Fusion Markets Alternatives 2026: The Desk’s Honest Shortlist

Broker Shortlist

By Ken Chigbo, Founder, KenMacro, 18+ years in markets.

Updated 2026-05-18

The desk’s answer

Fusion Markets is known for low commissions, so traders looking for an alternative usually want comparable cost with a different entity, platform fit or regulatory profile. The desk’s honest read for 2026: for a Tier-1 regulated low-cost raw account, Vantage on its ASIC or FCA entity is the primary pick. For pure execution and the tightest all-in cost on active strategies, IC Markets. For a first funded account where service matters, Blueberry. VT Markets is a credible secondary raw alternative. Cost is spread plus commission plus financing on a funded account, not a single advertised number.

Why traders look past Fusion Markets

Fusion Markets competes hard on commission, so an alternative search is usually about something other than headline price: a different regulated entity, a platform or instrument range that fits better, or a second account to spread execution risk. The answer is not another low-commission listicle, it is matching cost-competitive, properly regulated options to the actual trading style.

The desk’s archetype-matched shortlist

For a macro-led trader who wants Tier-1 regulation and a genuine RAW account, the desk’s primary pick is Vantage on its ASIC or FCA entity, with the offshore-entity caveat attached. For execution-sensitive active trading where all-in cost decides the edge, IC Markets is the honest answer, a genuine ECN-style book. For a first funded account where support quality matters most, Blueberry, ASIC regulated. VT Markets is the credible secondary raw account. Each is matched to a use rather than ranked for everyone.

Vantage

Tier-1 regulated low-cost raw

ASIC and FCA entities, genuine RAW account, transparent commission. Confirm the entity that will hold your account.

Read the desk’s full Vantage review

IC Markets

Tightest all-in cost on active strategies

Genuine ECN-style execution, deep liquidity, EA friendly. Honest answer for that archetype, partner status stated.

Read the desk’s full IC Markets review

Blueberry

First funded account, service led

ASIC regulated, responsive support, low-friction onboarding.

Read the desk’s full Blueberry review

VT Markets

Secondary raw alternative

ASIC regulated raw account at a low entry point. A credible second account.
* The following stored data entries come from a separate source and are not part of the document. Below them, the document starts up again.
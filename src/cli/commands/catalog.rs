//! Catalog loading and query commands

use std::sync::Arc;
use std::time::Duration;

use anyhow::{Context, Result};
use serde::Serialize;

use crate::activity::{ActivityLog, LogEntry, LogLevel, MemoryLog, TracingLog};
use crate::catalog::{self, Executable, GameRecord};
use crate::cli::output::{print_error, print_formatted, print_success, status_line, OutputFormat};
use crate::config::Config;
use crate::dialog::{ConsoleDialog, Dialog, NativeDialog};
use crate::loader::{CatalogSource, ChecksumStatus, GameListLoader, LoadPhase, LoadState};
use crate::mirror::{HttpFetcher, MirrorMeta};

/// Extra time allowed past the settle delay before giving up on "done"
const DONE_GRACE: Duration = Duration::from_secs(5);

/// JSON-serializable summary of a catalog load
#[derive(Serialize)]
struct FetchResult {
    phase: LoadPhase,
    source: Option<CatalogSource>,
    games: usize,
    mirror_entries: usize,
    bundled_entries: usize,
    fetch_error: Option<String>,
    mirror_error: Option<String>,
    bundled_error: Option<String>,
    meta: Option<MirrorMeta>,
    meta_age_hours: Option<i64>,
    checksum: ChecksumStatus,
    #[serde(skip_serializing_if = "Option::is_none")]
    activity: Option<Vec<LogEntry>>,
}

impl FetchResult {
    fn from_state(state: &LoadState, activity: Option<Vec<LogEntry>>) -> Self {
        Self {
            phase: state.phase,
            source: state.active_source,
            games: state.game_db.len(),
            mirror_entries: state.mirror_len(),
            bundled_entries: state.bundled.data.len(),
            fetch_error: state.fetch_error.clone(),
            mirror_error: state.mirror.error.clone(),
            bundled_error: state.bundled.error.clone(),
            meta: state.mirror_meta.clone(),
            meta_age_hours: state
                .mirror_meta
                .as_ref()
                .and_then(|m| m.age_hours(chrono::Utc::now())),
            checksum: state.checksum_status(),
            activity,
        }
    }
}

/// JSON-serializable game entry
#[derive(Serialize)]
struct GameSummary {
    name: String,
    aliases: Vec<String>,
    executables: Vec<String>,
}

impl From<&GameRecord> for GameSummary {
    fn from(game: &GameRecord) -> Self {
        Self {
            name: game.name.clone(),
            aliases: game.aliases.clone(),
            executables: game.executables.iter().map(describe_executable).collect(),
        }
    }
}

fn describe_executable(exe: &Executable) -> String {
    let mut text = exe.name().to_string();
    if let Some(os) = exe.os() {
        text.push_str(&format!(" [{}]", os));
    }
    if exe.is_launcher() {
        text.push_str(" (launcher)");
    }
    text
}

#[derive(Serialize)]
struct LookupResult {
    executable: String,
    game: Option<GameSummary>,
}

/// Build a loader from the user's configuration
fn build_loader(
    config: &Config,
    log: Arc<dyn ActivityLog>,
    no_dialog: bool,
) -> Result<GameListLoader<HttpFetcher>> {
    let fetcher =
        HttpFetcher::new(config.http_timeout()).context("Failed to create HTTP client")?;

    let dialog: Arc<dyn Dialog> = if no_dialog || !config.loader.native_dialog {
        Arc::new(ConsoleDialog)
    } else {
        Arc::new(NativeDialog)
    };

    Ok(GameListLoader::new(fetcher, log, dialog)
        .with_urls(config.mirror_urls())
        .with_bundled(config.bundled_source())
        .with_settle_delay(config.settle_delay()))
}

/// Load the catalog once and skip the settle window
async fn load_catalog(no_dialog: bool) -> Result<Vec<GameRecord>> {
    let config = Config::load()?;
    let loader = build_loader(&config, Arc::new(TracingLog), no_dialog)?;

    let games = loader.fetch_game_list().await;
    loader.mark_done();

    Ok(games)
}

pub async fn fetch(
    show_log: bool,
    verbose: bool,
    no_dialog: bool,
    format: OutputFormat,
) -> Result<()> {
    let config = Config::load()?;
    let log = Arc::new(MemoryLog::new());
    let loader = build_loader(&config, Arc::clone(&log) as Arc<dyn ActivityLog>, no_dialog)?;

    let mut rx = loader.subscribe();
    loader.fetch_game_list().await;

    // The settle window also gives the metadata request time to land
    let done = tokio::time::timeout(
        config.settle_delay() + DONE_GRACE,
        rx.wait_for(|s| s.all_fetch_done),
    )
    .await
    .is_ok();
    if !done {
        tracing::warn!("Loader did not report completion in time");
        loader.mark_done();
    }

    let state = loader.state();
    let min_level = if verbose { LogLevel::Debug } else { LogLevel::Info };
    let activity = show_log.then(|| log.at_least(min_level));
    let result = FetchResult::from_state(&state, activity);

    print_formatted(&result, format, format_fetch_text);

    Ok(())
}

fn format_fetch_text(r: &FetchResult) -> String {
    let source = match r.source {
        Some(CatalogSource::Mirror) => "mirror",
        Some(CatalogSource::Bundled) => "bundled",
        None => "none",
    };

    let mut lines = vec![
        format!("Status:       {}", r.phase.description()),
        format!("Active list:  {} ({} games)", source, r.games),
    ];

    lines.push(status_line(
        r.mirror_error.is_none(),
        &match &r.mirror_error {
            Some(e) => format!("Mirror: {}", e),
            None => format!("Mirror ({} entries)", r.mirror_entries),
        },
    ));
    lines.push(status_line(
        r.bundled_error.is_none(),
        &match &r.bundled_error {
            Some(e) => format!("Bundled list: {}", e),
            None => format!("Bundled list ({} entries)", r.bundled_entries),
        },
    ));

    match &r.meta {
        Some(meta) => {
            let age = r
                .meta_age_hours
                .map(|h| format!(" ({}h ago)", h))
                .unwrap_or_default();
            lines.push(format!("{}{}", meta.summary(), age));
            if let Some(count) = meta.items_count {
                lines.push(format!("Mirror items: {}", count));
            }
        }
        None => lines.push("Mirror metadata unavailable".to_string()),
    }

    let checksum = match r.checksum {
        ChecksumStatus::Match => "matches mirror metadata",
        ChecksumStatus::Mismatch => "DOES NOT match mirror metadata",
        ChecksumStatus::Unknown => "not verified",
    };
    lines.push(format!("Checksum:     {}", checksum));

    if let Some(error) = &r.fetch_error {
        lines.push(format!("Error: {}", error));
    }

    if let Some(activity) = &r.activity {
        lines.push(String::new());
        lines.push("Activity:".to_string());
        for entry in activity {
            lines.push(format!(
                "  {} [{}] {}",
                entry.timestamp.format("%H:%M:%S%.3f"),
                entry.level,
                entry.message
            ));
        }
    }

    lines.join("\n")
}

pub async fn meta(format: OutputFormat) -> Result<()> {
    let config = Config::load()?;
    let loader = build_loader(&config, Arc::new(TracingLog), true)?;

    let meta = loader.fetch_mirror_meta().await;

    print_formatted(&meta, format, |m| match m {
        Some(meta) => {
            let mut lines = vec![
                format!("Status:       {}", meta.status),
                format!("Last updated: {}", meta.last_updated),
                format!("Source:       {}", meta.source_url),
                format!("SHA-256:      {}", meta.sha256),
            ];
            if let Some(etag) = &meta.etag {
                lines.push(format!("ETag:         {}", etag));
            }
            if let Some(count) = meta.items_count {
                lines.push(format!("Items:        {}", count));
            }
            lines.join("\n")
        }
        None => "Mirror metadata unavailable".to_string(),
    });

    Ok(())
}

pub async fn lookup(
    executable: &str,
    no_dialog: bool,
    format: OutputFormat,
    quiet: bool,
) -> Result<()> {
    let games = load_catalog(no_dialog).await?;
    let game = catalog::find_by_executable(&games, executable);

    match (game, format) {
        (None, OutputFormat::Text) => {
            print_error(&format!("No known game uses '{}'", executable));
        }
        _ => {
            let result = LookupResult {
                executable: executable.to_string(),
                game: game.map(GameSummary::from),
            };
            print_formatted(&result, format, |r| match &r.game {
                Some(game) => format_game(game),
                None => String::new(),
            });
        }
    }

    if game.is_some() {
        print_success(&format!("Matched among {} games", games.len()), quiet);
    }

    Ok(())
}

pub async fn search(query: &str, limit: usize, no_dialog: bool, format: OutputFormat) -> Result<()> {
    let games = load_catalog(no_dialog).await?;
    let hits: Vec<GameSummary> = catalog::search(&games, query)
        .into_iter()
        .take(limit)
        .map(GameSummary::from)
        .collect();

    print_formatted(&hits, format, |hits| {
        if hits.is_empty() {
            format!("No games match '{}'", query)
        } else {
            hits.iter().map(format_game).collect::<Vec<_>>().join("\n\n")
        }
    });

    Ok(())
}

fn format_game(game: &GameSummary) -> String {
    let mut lines = vec![game.name.clone()];
    if !game.aliases.is_empty() {
        lines.push(format!("  Aliases:     {}", game.aliases.join(", ")));
    }
    if !game.executables.is_empty() {
        lines.push(format!("  Executables: {}", game.executables.join(", ")));
    }
    lines.join("\n")
}

#[cfg(test)]
mod tests {
    use super::*;

    #[test]
    fn test_game_summary_flattens_executables() {
        let game = GameRecord {
            name: "Counter-Strike 2".to_string(),
            aliases: vec!["CS2".to_string()],
            executables: vec![
                Executable::Name("cs2.exe".to_string()),
                Executable::Detailed {
                    name: "cs2".to_string(),
                    os: Some("linux".to_string()),
                    is_launcher: false,
                },
                Executable::Detailed {
                    name: "steam.exe".to_string(),
                    os: Some("win32".to_string()),
                    is_launcher: true,
                },
            ],
            id: None,
        };

        let summary = GameSummary::from(&game);
        assert_eq!(
            summary.executables,
            vec!["cs2.exe", "cs2 [linux]", "steam.exe [win32] (launcher)"]
        );
        assert_eq!(
            format_game(&summary),
            "Counter-Strike 2\n  Aliases:     CS2\n  Executables: cs2.exe, cs2 [linux], steam.exe [win32] (launcher)"
        );
    }

    #[test]
    fn test_fetch_text_for_bundled_fallback() {
        let mut state = LoadState::default();
        state.active_source = Some(CatalogSource::Bundled);
        state.fetch_error = Some("Failed to fetch the game list from the mirror.".to_string());
        state.mirror.error = Some("HTTP 503".to_string());

        let text = format_fetch_text(&FetchResult::from_state(&state, None));
        assert!(text.contains("Status:       Idle"));
        assert!(text.contains("Active list:  bundled (0 games)"));
        assert!(text.contains("[  ] Mirror: HTTP 503"));
        assert!(text.contains("[OK] Bundled list (0 entries)"));
        assert!(text.contains("Mirror metadata unavailable"));
        assert!(text.contains("Checksum:     not verified"));
        assert!(text.contains("Error: Failed to fetch"));
    }
}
Read the desk’s full VT Markets review

Comparing true cost honestly

A headline commission is one input, not the cost. The cost that matters is spread plus commission plus overnight financing on the trader’s actual instruments at the times they actually trade, on a funded account. The desk will not print a precise live figure for any broker here because it is stale the moment a session turns. Fund the minimum, trade the real strategy briefly, and read the cost off the statement. A trader who turns over size during news will find that execution depth and slippage matter more to realised cost than a tenth of a pip on the quote, which is why the desk weights the execution model alongside the commission rather than ranking on price alone. Fusion Markets competes well on commission, and the right alternative is one that holds up on the full cost picture for that specific pattern, not one that merely wins a commission cell.

Frequently asked

What is the best Fusion Markets alternative in 2026?

It depends on the use. For a Tier-1 regulated low-cost raw account the desk’s primary pick is Vantage. For the tightest all-in cost on active strategies, IC Markets. For a first funded account where service matters, Blueberry. Match the alternative to the trading style, not to a single advertised commission.

Is there a broker as cheap as Fusion Markets?

Raw and ECN-style accounts from IC Markets and Vantage’s RAW account compete on the same cost model, near-zero spread with a transparent commission. True cost is spread plus commission plus financing on a funded account, so verify it live rather than trusting a headline figure.

Why would a trader leave Fusion Markets?

Usually not price. More often a different regulated entity is needed, the platform or instrument range does not fit, or a second account is wanted to spread execution risk. The fix is matching cost-competitive, properly regulated options to the jurisdiction and the strategy.

Does KenMacro earn a commission from these brokers?

Yes, several are commercial partners and KenMacro may earn a commission if a reader opens an account. The method is stated on the page, scores are editorial not paid placement, and the desk publishes the honest regulatory caveats paid lists omit.

Defined term: True cost of trading

True cost of trading is the all-in expense of holding and turning over a position: the spread, plus any per-lot commission, plus overnight financing or swap, measured on the instruments actually traded at the times they are actually traded, on a funded account. A raw account with a near-zero spread and a separate commission can be cheaper or dearer than a wider all-in spread depending entirely on size and frequency, which is why a single advertised number is marketing rather than cost, and why true cost must be verified per trader.

KenMacro has commercial partnerships with several brokers referenced here and may earn a commission if you open an account. Scores are editorial and independent of commission, and the desk publishes the regulatory caveats paid-placement lists omit. Educational analysis only, not financial advice. Verify regulation and live cost yourself before funding.